[Task item]:
Within the entries below, find the portion that opens with the line containing "scores they return." and closes with the line containing "placed, !maximizing, i32::MIN, i32::MAX, &mut stats);". Retype that portion exactly and only.

[Data records]:

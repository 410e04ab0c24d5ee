//! Win detection logic for tic-tac-toe.

use crate::types::{Mark, Square};
use crate::{Board, Move};

/// The eight lines as row-major indices.
#[rustfmt::skip]
const LINES: [[usize; 3]; 8] = [
    [0, 1, 2], [3, 4, 5], [6, 7, 8], // Rows
    [0, 3, 6], [1, 4, 7], [2, 5, 8], // Columns
    [0, 4, 8], [2, 4, 6],             // Diagonals
];

/// Checks if `mark` holds any full row, column or diagonal.
pub fn is_winning(board: &Board, mark: Mark) -> bool {
    let target = Square::Occupied(mark);
    LINES
        .iter()
        .any(|line| line.iter().all(|&i| board.get(Move::ALL[i]) == target))
}

#[cfg(test)]
mod tests {
    use super::*;

    #[test]
    fn test_no_winner_empty_board() {
        let board = Board::new();
        assert!(!is_winning(&board, Mark::Player));
        assert!(!is_winning(&board, Mark::Opponent));
    }

    #[test]
    fn test_winner_top_row() {
        let board: Board = "XXX/OO./...".parse().unwrap();
        assert!(is_winning(&board, Mark::Player));
        assert!(!is_winning(&board, Mark::Opponent));
    }

    #[test]
    fn test_winner_column() {
        let board: Board = ".OX/.OX/.O.".parse().unwrap();
        assert!(is_winning(&board, Mark::Opponent));
    }

    #[test]
    fn test_winner_both_diagonals() {
        let main: Board = "O../.O./..O".parse().unwrap();
        let anti: Board = "..X/.X./X..".parse().unwrap();
        assert!(is_winning(&main, Mark::Opponent));
        assert!(is_winning(&anti, Mark::Player));
    }

    #[test]
    fn test_no_winner_incomplete() {
        let board: Board = "XX./O../...".parse().unwrap();
        assert!(!is_winning(&board, Mark::Player));
    }

    #[test]
    fn test_mixed_line_is_not_a_win() {
        let board: Board = "XOX/.../...".parse().unwrap();
        assert!(!is_winning(&board, Mark::Player));
        assert!(!is_winning(&board, Mark::Opponent));
    }
}
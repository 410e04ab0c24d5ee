//! Scenario tests for the minimax opponent.

use tictactoe_engine::{
    Board, EngineErrorKind, Game, GameStatus, Mark, Move, Outcome, analyze, find_best_move,
};

fn mv(row: usize, col: usize) -> Move {
    Move::new(row, col).unwrap()
}

fn board_with(opponent: &[(usize, usize)], player: &[(usize, usize)]) -> Board {
    let mut board = Board::new();
    for &(r, c) in opponent {
        board.place(mv(r, c), Mark::Opponent).unwrap();
    }
    for &(r, c) in player {
        board.place(mv(r, c), Mark::Player).unwrap();
    }
    board
}

#[test]
fn test_completes_own_row() {
    let board = board_with(&[(0, 0), (0, 1)], &[]);
    assert_eq!(find_best_move(&board).unwrap(), mv(0, 2));
}

#[test]
fn test_completes_row_over_blocking() {
    // Both sides threaten; winning beats blocking.
    let board = board_with(&[(0, 0), (0, 1)], &[(1, 0), (1, 1), (2, 2)]);
    assert_eq!(find_best_move(&board).unwrap(), mv(0, 2));
}

#[test]
fn test_blocks_imminent_player_win() {
    let board = board_with(&[(0, 0)], &[(1, 0), (1, 1)]);
    assert_eq!(find_best_move(&board).unwrap(), mv(1, 2));
}

#[test]
fn test_answers_corner_with_center() {
    let board = board_with(&[], &[(0, 0)]);
    assert_eq!(find_best_move(&board).unwrap(), mv(1, 1));
}

#[test]
fn test_empty_board_tie_break_is_row_major_first() {
    // Every opening draws with best play, so the first square wins the tie.
    for _ in 0..3 {
        assert_eq!(find_best_move(&Board::new()).unwrap(), mv(0, 0));
    }
}

#[test]
fn test_repeated_calls_are_identical() {
    let board = board_with(&[(1, 1)], &[(0, 0), (2, 2)]);
    let before = board;
    let first = find_best_move(&board).unwrap();
    let second = find_best_move(&board).unwrap();
    assert_eq!(first, second);
    assert_eq!(board, before);
}

#[test]
fn test_full_board_fails_loudly() {
    let board: Board = "XOX/XOO/OXX".parse().unwrap();
    let err = find_best_move(&board).unwrap_err();
    assert_eq!(err.kind(), &EngineErrorKind::NoAvailableMoves);
}

/// Plays the engine against itself from an empty board.
fn self_play(first: Mark) -> Game {
    let mut game = Game::new(first);
    while game.status() == GameStatus::InProgress {
        let analysis = analyze(game.board(), game.to_move()).unwrap();
        game.make_move(*analysis.best_move()).unwrap();
    }
    game
}

#[test]
fn test_self_play_is_a_draw() {
    for first in [Mark::Player, Mark::Opponent] {
        let game = self_play(first);
        assert_eq!(game.status(), GameStatus::Over(Outcome::Draw));
        assert_eq!(game.history().len(), 9);
    }
}

/// Tries every possible player move against the engine's replies.
///
/// Returns the number of finished games explored.
fn exhaust_player_strategies(game: &Game) -> usize {
    match game.status() {
        GameStatus::Over(result) => {
            assert_ne!(
                result,
                Outcome::Win(Mark::Player),
                "engine lost after {:?}",
                game.history()
            );
            1
        }
        GameStatus::InProgress => match game.to_move() {
            Mark::Opponent => {
                let mut next = game.clone();
                next.make_move(find_best_move(game.board()).unwrap()).unwrap();
                exhaust_player_strategies(&next)
            }
            Mark::Player => game
                .board()
                .available_moves()
                .map(|mv| {
                    let mut next = game.clone();
                    next.make_move(mv).unwrap();
                    exhaust_player_strategies(&next)
                })
                .sum(),
        },
    }
}

#[test]
fn test_engine_never_loses() {
    assert!(exhaust_player_strategies(&Game::new(Mark::Player)) > 0);
    assert!(exhaust_player_strategies(&Game::new(Mark::Opponent)) > 0);
}
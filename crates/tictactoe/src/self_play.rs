//! The engine playing both sides.

use anyhow::Result;
use serde::Serialize;
use std::io::Write;
use tictactoe_engine::{Game, GameStatus, Mark, Move, Outcome, analyze};
use tracing::{info, instrument};

/// One move of a self-play game.
#[derive(Debug, Clone, Copy, PartialEq, Eq, Serialize)]
pub struct PlayedMove {
    /// Side that moved.
    pub mark: Mark,
    /// Square played.
    #[serde(rename = "move")]
    pub mv: Move,
    /// Minimax value after the move (opponent's point of view).
    pub score: i32,
    /// Positions searched to choose the move.
    pub nodes: u64,
}

/// Transcript of a finished self-play game.
#[derive(Debug, Clone, PartialEq, Eq, Serialize)]
pub struct SelfPlayReport {
    /// Side that moved first.
    pub first: Mark,
    /// Moves in order.
    pub moves: Vec<PlayedMove>,
    /// Final result.
    pub outcome: Outcome,
}

impl SelfPlayReport {
    /// Writes a human-readable transcript.
    pub fn write_text(&self, mut out: impl Write) -> Result<()> {
        for (i, played) in self.moves.iter().enumerate() {
            writeln!(
                out,
                "{:>2}. {} {} (score {}, {} positions)",
                i + 1,
                played.mark,
                played.mv,
                played.score,
                played.nodes
            )?;
        }
        writeln!(out, "{}", self.outcome)?;
        Ok(())
    }
}

/// Plays a full game with the engine choosing every move.
#[instrument]
pub fn self_play(first: Mark) -> Result<SelfPlayReport> {
    let mut game = Game::new(first);
    let mut moves = Vec::new();

    let outcome = loop {
        let mark = game.to_move();
        let analysis = analyze(game.board(), mark)?;
        moves.push(PlayedMove {
            mark,
            mv: *analysis.best_move(),
            score: *analysis.score(),
            nodes: analysis.stats().nodes,
        });
        if let GameStatus::Over(outcome) = game.make_move(*analysis.best_move())? {
            break outcome;
        }
    };

    info!(%outcome, moves = moves.len(), "Self-play finished");
    Ok(SelfPlayReport {
        first,
        moves,
        outcome,
    })
}
//! Minimax search with alpha-beta pruning.
//!
//! The opponent is always the maximizer and the player always the minimizer.
//! Terminal boards score +1 (opponent wins), -1 (player wins) or 0 (draw);
//! open boards are scored only by expanding them.
//!
//! The search works on its own copy of the board. Each explored move is
//! placed through a [`Placement`] guard which clears the square again when
//! it goes out of scope, so a pruning `break` cannot leave a stray mark
//! behind.

use crate::error::{EngineError, EngineErrorKind};
use crate::rules::outcome;
use crate::types::{Mark, Square};
use crate::{Board, Move};
use derive_getters::Getters;
use std::ops::{Deref, DerefMut};
use tracing::{debug, instrument};

/// Counters collected during a single search call.
#[derive(Debug, Clone, Copy, PartialEq, Eq, Default)]
pub struct SearchStats {
    /// Boards visited, including the root's children.
    pub nodes: u64,
    /// Times the remaining siblings of a node were skipped.
    pub cutoffs: u64,
}

/// Result of analysing a board for one side.
#[derive(Debug, Clone, Copy, PartialEq, Eq, Getters)]
pub struct Analysis {
    /// Chosen move.
    best_move: Move,
    /// Minimax value of the chosen move (opponent's point of view).
    score: i32,
    /// Search counters.
    stats: SearchStats,
}

/// A mark placed on the working board for the lifetime of the guard.
struct Placement<'a> {
    board: &'a mut Board,
    at: Move,
}

impl<'a> Placement<'a> {
    fn new(board: &'a mut Board, at: Move, mark: Mark) -> Self {
        board.set(at, Square::Occupied(mark));
        Self { board, at }
    }
}

impl Deref for Placement<'_> {
    type Target = Board;

    fn deref(&self) -> &Board {
        self.board
    }
}

impl DerefMut for Placement<'_> {
    fn deref_mut(&mut self) -> &mut Board {
        self.board
    }
}

impl Drop for Placement<'_> {
    fn drop(&mut self) {
        self.board.set(self.at, Square::Empty);
    }
}

/// Mark placed by the side with the given role.
fn mark_for(maximizing: bool) -> Mark {
    if maximizing { Mark::Opponent } else { Mark::Player }
}

/// Minimax value of `board` with `maximizing` deciding who moves next.
///
/// Always one of -1, 0 or 1. The board is taken by reference and copied; the
/// caller's board is never modified.
#[instrument(skip(board))]
pub fn evaluate(board: &Board, maximizing: bool) -> i32 {
    let mut work = *board;
    let mut stats = SearchStats::default();
    let score = alphabeta(&mut work, maximizing, i32::MIN, i32::MAX, &mut stats);
    debug!(score, nodes = stats.nodes, cutoffs = stats.cutoffs, "Evaluated board");
    score
}

/// Recursive alpha-beta search over the working board.
///
/// `alpha` and `beta` are passed by value; siblings only influence each other
/// through the scores they return.
fn alphabeta(
    board: &mut Board,
    maximizing: bool,
    mut alpha: i32,
    mut beta: i32,
    stats: &mut SearchStats,
) -> i32 {
    stats.nodes += 1;

    if let Some(result) = outcome(board) {
        return result.score();
    }

    let mark = mark_for(maximizing);
    let moves: Vec<Move> = board.available_moves().collect();
    let mut best = if maximizing { i32::MIN } else { i32::MAX };

    for mv in moves {
        let mut placed = Placement::new(board, mv, mark);
        let score = alphabeta(&mut placed, !maximizing, alpha, beta, stats);
        drop(placed);

        if maximizing {
            best = best.max(score);
            alpha = alpha.max(score);
        } else {
            best = best.min(score);
            beta = beta.min(score);
        }
        if beta <= alpha {
            stats.cutoffs += 1;
            break;
        }
    }

    best
}

/// Picks the best move for `mark` on `board`.
///
/// Candidate moves are tried in row-major order and each is scored with a
/// fresh full-width window. The opponent keeps a candidate only if it scores
/// strictly higher than the best so far, the player only if it scores
/// strictly lower, so ties go to the first move in row-major order.
///
/// # Errors
///
/// Returns [`EngineErrorKind::NoAvailableMoves`] when the board is full.
#[track_caller]
#[instrument(skip(board), fields(mark = %mark))]
pub fn analyze(board: &Board, mark: Mark) -> Result<Analysis, EngineError> {
    let maximizing = mark == Mark::Opponent;
    let mut work = *board;
    let mut stats = SearchStats::default();
    let mut best: Option<(Move, i32)> = None;

    let moves: Vec<Move> = work.available_moves().collect();
    for mv in moves {
        let mut placed = Placement::new(&mut work, mv, mark);
        let score = alphabeta(&mut placed, !maximizing, i32::MIN, i32::MAX, &mut stats);
        drop(placed);

        let improves = match best {
            None => true,
            Some((_, best_score)) if maximizing => score > best_score,
            Some((_, best_score)) => score < best_score,
        };
        if improves {
            best = Some((mv, score));
        }
    }

    let Some((best_move, score)) = best else {
        return Err(EngineError::new(EngineErrorKind::NoAvailableMoves));
    };

    debug!(
        best_move = %best_move,
        score,
        nodes = stats.nodes,
        cutoffs = stats.cutoffs,
        "Search complete"
    );

    Ok(Analysis {
        best_move,
        score,
        stats,
    })
}

/// Picks the opponent's move.
///
/// # Errors
///
/// Returns [`EngineErrorKind::NoAvailableMoves`] when called on a full board.
/// The game loop should check [`crate::outcome`] before asking for a move.
#[track_caller]
#[instrument(skip(board))]
pub fn find_best_move(board: &Board) -> Result<Move, EngineError> {
    analyze(board, Mark::Opponent).map(|analysis| analysis.best_move)
}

[Answer to this exercise]:
/// through the scores they return.
fn alphabeta(
    board: &mut Board,
    maximizing: bool,
    mut alpha: i32,
    mut beta: i32,
    stats: &mut SearchStats,
) -> i32 {
    stats.nodes += 1;

    if let Some(result) = outcome(board) {
        return result.score();
    }

    let mark = mark_for(maximizing);
    let moves: Vec<Move> = board.available_moves().collect();
    let mut best = if maximizing { i32::MIN } else { i32::MAX };

    for mv in moves {
        let mut placed = Placement::new(board, mv, mark);
        let score = alphabeta(&mut placed, !maximizing, alpha, beta, stats);
        drop(placed);

        if maximizing {
            best = best.max(score);
            alpha = alpha.max(score);
        } else {
            best = best.min(score);
            beta = beta.min(score);
        }
        if beta <= alpha {
            stats.cutoffs += 1;
            break;
        }
    }

    best
}

/// Picks the best move for `mark` on `board`.
///
/// Candidate moves are tried in row-major order and each is scored with a
/// fresh full-width window. The opponent keeps a candidate only if it scores
/// strictly higher than the best so far, the player only if it scores
/// strictly lower, so ties go to the first move in row-major order.
///
/// # Errors
///
/// Returns [`EngineErrorKind::NoAvailableMoves`] when the board is full.
#[track_caller]
#[instrument(skip(board), fields(mark = %mark))]
pub fn analyze(board: &Board, mark: Mark) -> Result<Analysis, EngineError> {
    let maximizing = mark == Mark::Opponent;
    let mut work = *board;
    let mut stats = SearchStats::default();
    let mut best: Option<(Move, i32)> = None;

    let moves: Vec<Move> = work.available_moves().collect();
    for mv in moves {
        let mut placed = Placement::new(&mut work, mv, mark);
        let score = alphabeta(&mut placed, !maximizing, i32::MIN, i32::MAX, &mut stats);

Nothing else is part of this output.